In 2010, Facebook launched Places, an application which allows users to check-in wherever they are, to know where their “friends” are, and to interact on the basis of this information. To check-in, users pick a location from a list of “nearby places.” With GPS technology, this list is automatically imported onto their mobile phone screen. Users can also tag which friends are with them, describe what they are doing (as with status), and see and be seen by friends nearby. “Facebook friends” can see each other’s check-ins on their newsfeed, and as with other posts, they can delete a check-in. They can also create new places by adding a name and a description of a place (Facebook, n.d.)
Based on interviews with users of Places, this article explores the ambivalence between use and non-use through the notion of “default users,” an expression that one of the participants (Frank) invented. The users I interviewed started using Places when it was launched or shortly after, because it was instantly available to them on their mobile phones, even if most of them were skeptical of its relevance. They are what I call “default users.” Some users were introduced to Places by seeing their friends’ check-ins on their Facebook wall (or, in one case, by a “warning” against Places’ threat to privacy). Most of them started to actually use it because the icon “Places” appeared on the screen of their mobile phone. They continue to use Places because it is available as another function of Facebook, as part of something bigger, and as enhancing their possibilities for socializing with their “friends” – that is to say, they do not use it because of the usefulness of the application in itself.
When I started this research, I was interested in “average” users, meaning people who use Places but are not necessarily very active on it. I first conducted an interview with Frank, who is also a friend of mine. He sees spontaneous social congregation as the main purpose of the application, although this had never happened to him: “For me, it is a way to tell people ‘I am in this place, come by if you wish,’ which, by the way, never succeeded… nobody ever came.” Despite his perception of Places as useless, Frank persists in using it, with a bit of humour. This interview sparked my interest in why people were using this application, especially if it did not work in the way they expected.
Following a pre-analysis of the interview with Frank, I interviewed five other users of Places. Some were recommended by Frank and some were friends with me on Facebook. Their pseudonyms are Ted, Sam, Val, Clara, and Emmanuel. They were contacted through Facebook, and they all live in Montreal. Two are acquaintances and three are strangers to me but friends of other interviewees. The less active users I interviewed use Places once or twice a week, and sometimes less than once a week.
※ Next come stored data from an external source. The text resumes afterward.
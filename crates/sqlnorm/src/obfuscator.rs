//! SQL obfuscation
//!
//! The obfuscator is a projection over the token stream: literal values
//! are replaced with a placeholder and every other token passes through
//! with its original text, so the statement keeps its shape while the
//! data it carries is erased.

use crate::dialects::Dialect;
use crate::tokens::{Lexer, Token, TokenKind};
use serde::{Deserialize, Serialize};

/// Placeholder written for obfuscated numbers and strings.
pub const PLACEHOLDER: &str = "?";

/// Configuration for [`Obfuscator`].
#[derive(Debug, Clone, Default, PartialEq, Eq, Serialize, Deserialize)]
pub struct ObfuscatorConfig {
    /// Replace digit runs inside identifiers with the placeholder, so
    /// sharded names like `users_2024` collapse to `users_?`
    pub replace_digits: bool,
    /// Obfuscate the inside of `$func$` bodies recursively instead of
    /// replacing the whole literal with the placeholder
    pub dollar_quoted_func: bool,
}

impl ObfuscatorConfig {
    pub fn new() -> Self {
        Self::default()
    }

    pub fn with_replace_digits(mut self, replace_digits: bool) -> Self {
        self.replace_digits = replace_digits;
        self
    }

    pub fn with_dollar_quoted_func(mut self, dollar_quoted_func: bool) -> Self {
        self.dollar_quoted_func = dollar_quoted_func;
        self
    }
}

/// The SQL obfuscator.
///
/// # Example
///
/// ```
/// use sqlnorm::{Obfuscator, ObfuscatorConfig};
///
/// let obfuscator = Obfuscator::new(ObfuscatorConfig::new());
/// let sql = obfuscator.obfuscate("SELECT * FROM users WHERE id = 42 AND name = 'j'");
/// assert_eq!(sql, "SELECT * FROM users WHERE id = ? AND name = ?");
/// ```
pub struct Obfuscator {
    config: ObfuscatorConfig,
}

impl Obfuscator {
    pub fn new(config: ObfuscatorConfig) -> Self {
        Self { config }
    }

    pub fn config(&self) -> &ObfuscatorConfig {
        &self.config
    }

    /// Obfuscate a statement with the generic dialect.
    pub fn obfuscate(&self, input: &str) -> String {
        self.obfuscate_with(input, Dialect::default())
    }

    /// Obfuscate a statement lexed with the given dialect.
    pub fn obfuscate_with(&self, input: &str, dialect: Dialect) -> String {
        let mut out = String::with_capacity(input.len());
        let mut lexer = Lexer::with_dialect(input, dialect);
        loop {
            let token = lexer.scan_next();
            match token.kind {
                TokenKind::Eof => break,
                TokenKind::Number
                | TokenKind::String
                | TokenKind::IncompleteString
                | TokenKind::DollarQuotedString => out.push_str(PLACEHOLDER),
                TokenKind::DollarQuotedFunction => {
                    if self.config.dollar_quoted_func {
                        let body =
                            &token.text["$func$".len()..token.text.len() - "$func$".len()];
                        out.push_str("$func$");
                        out.push_str(&self.obfuscate_with(body, dialect));
                        out.push_str("$func$");
                    } else {
                        out.push_str(PLACEHOLDER);
                    }
                }
                TokenKind::Ident if self.config.replace_digits => {
                    out.push_str(&scrub_digits(&token));
                }
                _ => out.push_str(&token.text),
            }
        }
        out.trim().to_string()
    }
}

/// Replace each run of digits in the token text with the placeholder,
/// using the digit offsets recorded by the lexer.
fn scrub_digits(token: &Token) -> String {
    let digits = token.digit_offsets();
    if digits.is_empty() {
        return token.text.clone();
    }
    let mut out = String::with_capacity(token.text.len());
    let mut digits = digits.iter().peekable();
    let mut in_run = false;
    for (offset, ch) in token.text.char_indices() {
        if digits.peek().is_some_and(|&&d| d == offset) {
            digits.next();
            if !in_run {
                out.push_str(PLACEHOLDER);
                in_run = true;
            }
            continue;
        }
        in_run = false;
        out.push(ch);
    }
    out
}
The most active use it about ten times a week and mostly on weekends.
The choice to study “average” users diverges from most other empirical studies on social locative media that are mostly interested in very active users (e.g., Humphreys, 2010). The results also differ: while active users tend to change their paths according to the location information they retrieve, “default users” adopt less homogeneous practices. “Average” and “default” users do not refer to the same users, however, but they are notions that can overlap. The “default users” I interviewed are also “average” users, meaning people who are more or less active on Places, but they could become more active users. In one case, a user (Val) is not a “default user” because she actively sought out geolocation applications, but she is still an “average” user in terms of how often she engaged with the applications.
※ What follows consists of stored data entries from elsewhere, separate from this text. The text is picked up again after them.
//! Field definitions: one named, typed, validated slot of a record

use std::sync::{Arc, OnceLock, Weak};

use error_stack::Report;
use serde::{Deserialize, Serialize};
use strum::{AsRefStr, Display, EnumString};

use super::declared_type::DeclaredType;
use super::field_set::FieldSet;
use super::localization::Localizable;
use super::validation::ValidationRule;
use crate::error::{Error, Result};

/// Temporal granularity of date/calendar typed fields
#[derive(
    Debug, Clone, Copy, PartialEq, Eq, Serialize, Deserialize, Display, AsRefStr, EnumString,
)]
#[serde(rename_all = "snake_case")]
#[strum(serialize_all = "snake_case")]
pub enum TemporalType {
    /// Date only
    Date,
    /// Time of day only
    Time,
    /// Date and time
    DateTime,
}

/// Immutable descriptor of one record field
#[derive(Debug, Clone)]
pub struct FieldDefinition {
    name:       String,
    value_type: DeclaredType,
    read_only:  bool,
    temporal:   Option<TemporalType>,
    validators: Vec<ValidationRule>,
    label:      Option<Localizable>,
    nested:     Option<NestedFieldSet>,
    computed:   bool,
}

impl FieldDefinition {
    /// Create a field with the given name and value type
    pub fn new(name: impl Into<String>, value_type: DeclaredType) -> Self {
        Self {
            name: name.into(),
            value_type,
            read_only: false,
            temporal: None,
            validators: Vec::new(),
            label: None,
            nested: None,
            computed: false,
        }
    }

    /// Mark the field read-only
    #[must_use]
    pub const fn read_only(mut self) -> Self {
        self.read_only = true;
        self
    }

    /// Set the temporal granularity
    #[must_use]
    pub const fn with_temporal(mut self, temporal: TemporalType) -> Self {
        self.temporal = Some(temporal);
        self
    }

    /// Add a validation rule; rules keep their declaration order
    #[must_use]
    pub fn with_rule(mut self, rule: ValidationRule) -> Self {
        self.validators.push(rule);
        self
    }

    /// Add the `Required` rule
    #[must_use]
    pub fn required(self) -> Self { self.with_rule(ValidationRule::Required) }

    /// Set the localizable label
    #[must_use]
    pub fn with_label(mut self, label: Localizable) -> Self {
        self.label = Some(label);
        self
    }

    /// Attach the field set describing the nested record
    #[must_use]
    pub fn with_nested(mut self, nested: impl Into<NestedFieldSet>) -> Self {
        self.nested = Some(nested.into());
        self
    }

    /// Mark the field as computed rather than a stored path
    #[must_use]
    pub const fn computed(mut self) -> Self {
        self.computed = true;
        self
    }

    /// Field name, unique within its set
    pub fn name(&self) -> &str { &self.name }

    /// Declared value type
    pub const fn value_type(&self) -> &DeclaredType { &self.value_type }

    /// Read-only flag
    pub const fn is_read_only(&self) -> bool { self.read_only }

    /// Temporal granularity, if declared
    pub const fn temporal(&self) -> Option<TemporalType> { self.temporal }

    /// Validation rules in declaration order
    pub fn validators(&self) -> &[ValidationRule] { &self.validators }

    /// Localizable label, if declared
    pub const fn label(&self) -> Option<&Localizable> { self.label.as_ref() }

    /// Nested record field set reference, if declared
    pub const fn nested(&self) -> Option<&NestedFieldSet> { self.nested.as_ref() }

    /// True for computed (virtual) fields
    pub const fn is_computed(&self) -> bool { self.computed }
}

/// Reference from a record typed field to the field set of the nested record
#[derive(Debug, Clone)]
pub enum NestedFieldSet {
    /// Strong reference, for acyclic models
    Owned(Arc<FieldSet>),
    /// Late-bound weak reference, for models whose records refer to each other
    Linked(FieldSetLink),
}

impl NestedFieldSet {
    /// The referenced field set, `None` when a link is unbound or its target was dropped
    pub fn get(&self) -> Option<Arc<FieldSet>> {
        match self {
            Self::Owned(field_set) => Some(Arc::clone(field_set)),
            Self::Linked(link) => link.get(),
        }
    }
}

impl From<Arc<FieldSet>> for NestedFieldSet {
    fn from(field_set: Arc<FieldSet>) -> Self { Self::Owned(field_set) }
}

impl From<&Arc<FieldSet>> for NestedFieldSet {
    fn from(field_set: &Arc<FieldSet>) -> Self { Self::Owned(Arc::clone(field_set)) }
}

impl From<FieldSetLink> for NestedFieldSet {
    fn from(link: FieldSetLink) -> Self { Self::Linked(link) }
}

/// A write-once weak slot pointing at a field set
///
/// Clones share the slot, so a link can be handed to fields before its target exists and bound
/// once the target has been built.
#[derive(Clone, Default)]
pub struct FieldSetLink(Arc<OnceLock<Weak<FieldSet>>>);

impl FieldSetLink {
    /// Create an unbound link
    pub fn new() -> Self { Self::default() }

    /// Bind the link to its target; a link can only be bound once
    pub fn bind(&self, target: &Arc<FieldSet>) -> Result<()> {
        self.0.set(Arc::downgrade(target)).map_err(|_| {
            Report::new(Error::invalid(
                "field set link",
                format!(
                    "already bound, cannot rebind to {}",
                    target.name().unwrap_or("<unnamed>")
                ),
            ))
        })
    }

    /// The target, if bound and still alive
    pub fn get(&self) -> Option<Arc<FieldSet>> { self.0.get().and_then(Weak::upgrade) }

    /// True once `bind` succeeded
    pub fn is_bound(&self) -> bool { self.0.get().is_some() }
}

impl std::fmt::Debug for FieldSetLink {
    fn fmt(&self, f: &mut std::fmt::Formatter<'_>) -> std::fmt::Result {
        // never print the target: linked models may be cyclic
        let target = self.get();
        f.debug_struct("FieldSetLink")
            .field("bound", &self.is_bound())
            .field("target", &target.as_ref().and_then(|set| set.name()))
            .finish()
    }
}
The interviews were conducted in various places, including cafés suggested by the users, and one was held at a user’s apartment. They lasted about half an hour and were recorded on a digital recorder. They were constructed as conversations, with prepared open-ended questions, spontaneous questions, and questions asking for comparisons with what previous interviewees had said. For example, the first question was “how did you start using this application?” and this question often generated answers regarding practices and ideas about Places, leading me to develop the notion of “default users.” Other questions probed why the respondents used Places, what places they would check in from, what behavioural rules or codes of conduct seemed important to them, and how they would describe their relations with friends on Facebook. The interviews were conducted in French and the excerpts chosen for quotes were translated to English.
I have coined the expression “default users” to refer to people who adopt technologies merely because they are available and accessible. Their early adoption of this technology can be said to be “accidental.” According to most users I interviewed, Places’ automatic availability is the main reason they started using it. The icon Places simply appeared on the screen of their mobile phone. This availability is related to owning a specific type of mobile phone, with GPS technology, and to accessing Internet and Facebook on it:
It’s since I bought my iPhone that I discovered the application, that I started to use it. […] Because I have been on Facebook for many years, I saw geolocations on Facebook, and when I saw it as a possibility on my iPhone, well I started to use it. (Sam)
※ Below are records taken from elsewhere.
//! Field set to serialization tree resolution
//!
//! `SerializationTreeResolver` walks a field set in declaration order, builds one schema field
//! per accepted field and recurses into nested record sets. Results are cached per field set
//! identity, so resolving the same set again does no per-field work.
//!
//! Cycles are cut with `NestedSchema::Recursive` markers and deep nesting with
//! `NestedSchema::Truncated`. Nested subtrees whose shape depends on where resolution started
//! are returned but not cached.

mod context;
mod filter;
mod tree_cache;

use std::sync::Arc;

use context::ResolutionContext;
pub use filter::{AcceptAllFields, FieldFilter, SchemaPathsOnly};
use serde::{Deserialize, Serialize};
pub use tree_cache::TreeCache;

use crate::constants::{CACHE_SWEEP_INTERVAL, MAX_NESTING_DEPTH};
use crate::factory::{FieldSchemaBuilder, SchemaFieldFactory};
use crate::model::FieldSet;
use crate::tree::SerializationTree;

/// Resolver settings
#[derive(Debug, Clone, Copy, PartialEq, Eq, Serialize, Deserialize)]
#[serde(default)]
pub struct ResolverConfig {
    /// Nested record levels expanded before a subtree is truncated
    pub max_depth:      usize,
    /// Cache inserts between sweeps of dropped field sets, zero disables sweeping
    pub sweep_interval: usize,
}

impl Default for ResolverConfig {
    fn default() -> Self {
        Self {
            max_depth:      MAX_NESTING_DEPTH,
            sweep_interval: CACHE_SWEEP_INTERVAL,
        }
    }
}

/// Resolves field sets to cached serialization trees
///
/// Safe to share between threads. Concurrent resolutions of the same set may both compute the
/// tree; the last cache insert wins and every caller receives a complete tree.
pub struct SerializationTreeResolver<B = SchemaFieldFactory> {
    builder: B,
    filter:  Arc<dyn FieldFilter>,
    cache:   TreeCache,
    config:  ResolverConfig,
}

impl<B: FieldSchemaBuilder> SerializationTreeResolver<B> {
    /// Create a resolver around `builder` with the default configuration
    pub fn new(builder: B) -> Self { Self::with_config(builder, ResolverConfig::default()) }

    /// Create a resolver around `builder`
    pub fn with_config(builder: B, config: ResolverConfig) -> Self {
        Self {
            builder,
            filter: Arc::new(AcceptAllFields),
            cache: TreeCache::with_sweep_interval(config.sweep_interval),
            config,
        }
    }

    /// Only build fields accepted by `filter`
    #[must_use]
    pub fn with_filter(mut self, filter: impl FieldFilter + 'static) -> Self {
        self.filter = Arc::new(filter);
        self
    }

    /// Resolve the serialization tree of `field_set`
    pub fn resolve(&self, field_set: &Arc<FieldSet>) -> Arc<SerializationTree> {
        ResolutionContext::new(self).resolve(field_set)
    }

    /// The tree cache
    pub const fn cache(&self) -> &TreeCache { &self.cache }

    /// The field schema builder
    pub const fn builder(&self) -> &B { &self.builder }

    /// The configuration the resolver was built with
    pub const fn config(&self) -> &ResolverConfig { &self.config }

    fn filter(&self) -> &dyn FieldFilter { self.filter.as_ref() }
}

impl Default for SerializationTreeResolver<SchemaFieldFactory> {
    fn default() -> Self { Self::new(SchemaFieldFactory::default()) }
}

impl<B: std::fmt::Debug> std::fmt::Debug for SerializationTreeResolver<B> {
    fn fmt(&self, f: &mut std::fmt::Formatter<'_>) -> std::fmt::Result {
        f.debug_struct("SerializationTreeResolver")
            .field("builder", &self.builder)
            .field("cache", &self.cache)
            .field("config", &self.config)
            .finish_non_exhaustive()
    }
}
Digital mobile phones can be characterized as portable, pervasive, location-sensitive, ubiquitous social devices, defining ubiquity as the “ability to communicate anytime, anywhere via computer devices spread out in the environment” (De Souza e Silva, 2007, p. 25). Anytime, anywhere availability is afforded by the devices’ miniaturization, which makes their presence in our lives transparent in that they recede into the background. They are always present, oscillating between the periphery to the center of our attention (De Souza e Silva, 2007). The users I interviewed confirmed that their mobile phones are among the essential objects that they carry everywhere, together with their keys and their wallets. Val reported using her mobile phone “automatically” in moments when she did not have anything specific to do. When I left Sam in the café after the interview, I saw, while I was walking out, that he immediately started to play on his phone. Places relies on the already existing series of pervasive technologies and behaviours to become in turn automatically available to users who are not necessarily seeking out the application.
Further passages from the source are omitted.